A class action lawsuit was brought against the Province of Ontario on behalf of  individuals formerly admitted as inpatients to CPRI in London, Ontario. The action was certified as a class proceeding on December 22, 2016. The lawsuit included children admitted to CPRI as inpatients between September 1, 1963, and July 1, 2011, and was alive as of 2014, but excluded any time for which an individual was an inpatient and resided in the Glenhurst or Pratten 1 units.

The lawsuit alleged that between 1963 and 2011, the inpatients at CPRI suffered various harms, including physical and sexual abuse, which are covered under the settlement. Of the settlement, CPRI states on its website, "The lawsuit alleged that between 1963 and 2011, the inpatients at CPRI suffered various harms, including injuries resulting from the wrongful acts of their peers, and that the Province owed a duty to supervise and failed to adequately ensure the safety of those individuals admitted. The Province denies these claims and a Court has not decided whether the Class or the Province is right.
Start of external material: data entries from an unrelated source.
// navball_sim/src/simulation/core/topics.rs

use bevy::prelude::*;
use navball_core::messages::{Message, Topic};
use serde_json::Value;
use std::collections::{HashMap, VecDeque};

// --- Core Topic Structs ---

/// A message stored within a topic, wrapped with a bus-wide id for cursor tracking.
/// Ids increase across all topics, so sorting by id restores publish order.
#[derive(Clone, Debug)]
pub struct StampedMessage {
    pub id: u64,
    pub message: Message,
}

/// A single bounded topic buffer. This is what's stored inside the TelemetryBus.
#[derive(Debug)]
struct TopicBuffer {
    schema: String,
    buffer: VecDeque<StampedMessage>,
    capacity: usize,
}

impl TopicBuffer {
    fn new(schema: &str, capacity: usize) -> Self {
        Self {
            schema: schema.to_string(),
            buffer: VecDeque::with_capacity(capacity),
            capacity: capacity.max(1),
        }
    }

    fn push(&mut self, message: StampedMessage) {
        if self.buffer.len() >= self.capacity {
            self.buffer.pop_front();
        }
        self.buffer.push_back(message);
    }
}

// --- The Main TelemetryBus Resource ---

/// The render host's message store: every topic the simulated vehicle
/// publishes, in creation order, with its recent history.
#[derive(Resource, Default, Debug)]
pub struct TelemetryBus {
    order: Vec<String>,
    topics: HashMap<String, TopicBuffer>,
    next_id: u64,
    /// Bumped whenever the topic list changes.
    revision: u64,
}

impl TelemetryBus {
    /// Returns `false` (and leaves the existing topic alone) if `name` is taken.
    pub fn create_topic(&mut self, name: &str, schema: &str, capacity: usize) -> bool {
        if self.topics.contains_key(name) {
            warn!("Topic '{}' already exists, keeping the original.", name);
            return false;
        }
        self.topics
            .insert(name.to_string(), TopicBuffer::new(schema, capacity));
        self.order.push(name.to_string());
        self.revision += 1;
        true
    }

    pub fn publish(&mut self, topic_name: &str, payload: Value) -> bool {
        let Some(topic) = self.topics.get_mut(topic_name) else {
            return false;
        };
        topic.push(StampedMessage {
            id: self.next_id,
            message: Message::new(topic_name, payload),
        });
        self.next_id += 1;
        true
    }

    /// The topic list in the order topics were created.
    pub fn topic_list(&self) -> Vec<Topic> {
        self.order
            .iter()
            .filter_map(|name| {
                self.topics
                    .get(name)
                    .map(|topic| Topic::new(name.clone(), topic.schema.clone()))
            })
            .collect()
    }

    pub fn revision(&self) -> u64 {
        self.revision
    }

    /// The id of the most recent message on any topic.
    pub fn newest_id(&self) -> Option<u64> {
        self.next_id.checked_sub(1)
    }

    /// What the render host hands over for one frame: the newest message
    /// of each topic in `topics`, so a burst between frames shows its latest
    /// sample and slow topics do not drop out between samples. Sorted by id,
    /// i.e. in publish order.
    pub fn frame_messages(&self, topics: &[String]) -> Vec<StampedMessage> {
        let mut messages: Vec<StampedMessage> = topics
            .iter()
            .filter_map(|name| self.topics.get(name))
            .filter_map(|topic| topic.buffer.back().cloned())
            .collect();
        messages.sort_by_key(|stamped| stamped.id);
        messages
    }
}

/// How far the frame delivery has read the bus.
#[derive(Resource, Default, Debug)]
pub struct DeliveryCursor {
    pub last_id: Option<u64>,
    pub topics_revision: Option<u64>,
}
Instead, both sides have agreed to a settlement."

The Ontario government denied the allegations but agreed to settle out of court with the plaintiff at a last-minute mediation in March, just before a 12-week trial was set to begin. A Settlement Agreement was approved by the Ontario Superior Court of Justice on July 22, 2021. A copy of the Settlement Agreement can be viewed here.

CPRI Description: 
The Child and Parent Resource Institute (CPRI), formerly the Children's Psychiatric Research Institute (rebranded in 1992), is directly operated by the Ministry of Children, Community and Social Services of Ontario. As of 2011, it was delisted by the province for performing inpatient services and now offers outpatient services, following victim reports of abuse.

CPRI states that it provides highly specialized (tertiary) diagnostic assessment, consultation, education, research, and short-term treatment services. It aims to provide trauma-informed and highly specialized services for children and youth of Ontario (age 0–18 years) who experience complex and long-standing combinations of mental health difficulties and/or developmental challenges where:
 These difficulties significantly impact functioning in multiple areas such as home, school, and community and;
 Appropriate community interventions have not produced the desired response.

Services Provided by CPRI

References 
 Information London: Child and Parent Resource Institute (CPRI)
 
 Children's Mental Health Ontario: Child and Parent Resource Institute

External links 
 Official site of Child and Parent Resource Institute (CPRI)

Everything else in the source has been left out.